The New York Times, proud of its centuries-long tradition of reporting on "trends" years after their expiration dates, was contemplating what to cover in July 2007. The up-and-coming Lower East Side? Nah, better wait five years. The East Coast-West Coast hip hop rivalry? That could be good. How about that new personal computing trend of using so-called "floppy disks" to store kilobytes of information from the computer? Genius! But in the end, the Paper of Record bought a ticket abroad to see what life was like for Jews in post-Jewish Eastern Europe. Thus it came up with a piece on Krakow's Festival of Jewish Culture, citing a phenomenon as "beginning" when it's been happening for almost two decades. The article could easily have been written in 1995. In fact, it sort of was. Here's The New York Times, July 12, 2007:
KRAKOW, Poland — There is a curious thing happening in this old country, scarred by Nazi death camps, raked by pogroms and blanketed by numbing Soviet sterility: Jewish culture is beginning to flourish again. "Jewish style" restaurants are serving up platters of pirogis, klezmer bands are playing plaintive Oriental melodies, derelict synagogues are gradually being restored. Every June, a festival of Jewish culture here draws thousands of people to sing Jewish songs and dance Jewish dances. The only thing missing, really, are Jews. … with relatively few Jews, Jewish culture in Poland is being embraced and promoted by the young and the fashionable. …"You cannot have genocide and then have people live as if everything is normal," said Konstanty Gebert, founder of a Polish-Jewish monthly, Midrasz. "It's like when you lose a limb. Poland is suffering from Jewish phantom pain."
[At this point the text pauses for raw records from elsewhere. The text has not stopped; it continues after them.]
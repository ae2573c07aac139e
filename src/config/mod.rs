use serde::{Deserialize, Serialize};

pub const TESTNET_HORIZON_URL: &str = "https://horizon-testnet.stellar.org";
pub const TESTNET_PASSPHRASE: &str = "Test SDF Network ; September 2015";
pub const TESTNET_FRIENDBOT_URL: &str = "https://friendbot.stellar.org";

/// Minimum fee per operation, in stroops
pub const BASE_FEE: u32 = 100;

/// Validity window given to a transaction built with the submission-window policy
pub const DEFAULT_TX_TIMEOUT_SECS: u64 = 30;

/// Network settings shared by the Horizon client and the transaction actions
#[derive(Debug, Clone, PartialEq, Serialize, Deserialize)]
pub struct NetworkConfig {
    pub horizon_url: String,
    pub network_passphrase: String,
    /// Fee per operation, in stroops
    pub base_fee: u32,
    pub tx_timeout_secs: u64,
    /// Friendbot endpoint, only present on test networks
    pub friendbot_url: Option<String>,
    pub request_timeout_secs: u64,
}

impl Default for NetworkConfig {
    fn default() -> Self {
        Self {
            horizon_url: TESTNET_HORIZON_URL.to_string(),
            network_passphrase: TESTNET_PASSPHRASE.to_string(),
            base_fee: BASE_FEE,
            tx_timeout_secs: DEFAULT_TX_TIMEOUT_SECS,
            friendbot_url: Some(TESTNET_FRIENDBOT_URL.to_string()),
            request_timeout_secs: 30,
        }
    }
}

impl NetworkConfig {
    /// Load network configuration from environment variables, falling back to testnet
    pub fn from_env() -> Self {
        Self::from_lookup(|key| std::env::var(key).ok())
    }

    fn from_lookup(lookup: impl Fn(&str) -> Option<String>) -> Self {
        let defaults = Self::default();
        Self {
            horizon_url: lookup("STELLAR_HORIZON_URL")
                .map(|v| v.trim_end_matches('/').to_string())
                .unwrap_or(defaults.horizon_url),
            network_passphrase: lookup("STELLAR_NETWORK_PASSPHRASE")
                .unwrap_or(defaults.network_passphrase),
            base_fee: lookup("STELLAR_BASE_FEE")
                .and_then(|v| v.parse().ok())
                .unwrap_or(defaults.base_fee),
            tx_timeout_secs: lookup("STELLAR_TX_TIMEOUT_SECS")
                .and_then(|v| v.parse().ok())
                .unwrap_or(defaults.tx_timeout_secs),
            // An empty value switches friendbot off
            friendbot_url: match lookup("STELLAR_FRIENDBOT_URL") {
                Some(v) if v.is_empty() => None,
                Some(v) => Some(v),
                None => defaults.friendbot_url,
            },
            request_timeout_secs: lookup("STELLAR_REQUEST_TIMEOUT_SECS")
                .and_then(|v| v.parse().ok())
                .unwrap_or(defaults.request_timeout_secs),
        }
    }

    /// Check if the configuration is usable
    pub fn is_valid(&self) -> bool {
        !self.horizon_url.is_empty() && !self.network_passphrase.is_empty() && self.base_fee > 0
    }
}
Here's The International Herald Tribune, July 17, 1995:
… Throughout the festival week, the old Jewish quarter, Kazimierz, and other parts of the city were the scene of concerts, theatrical performances, exhibitions, films, street happenings and workshops rooted in Jewish heritage. … The irony of staging a Jewish festival for a predominantly non-Jewish audience, in what essentially is a Jewish ghost town, has been apparent from the beginning. … In addition, chic new Jewish style restaurants, cafes, bookstores, and galleries have been opened. There is a new Jewish Culture Center, and a local travel agency specializes in tours of sites related to Steven Spielberg's movie "Schindler's List," which was shot in Krakow. …fascination with the Jewish world destroyed by the Holocaust has grown among many non-Jews in the region. New Jewish museums, study programs and seminars abound, and Jewish books proliferate even in countries where few Jews remain. … It's as if the vacuum created by the Holocaust physically demands to be filled — whether or not there are Jews to fill it.
Next up, The Times plans to send a reporter to Afghanistan to report on the growing use of "Mujahideen" to combat Soviet troops.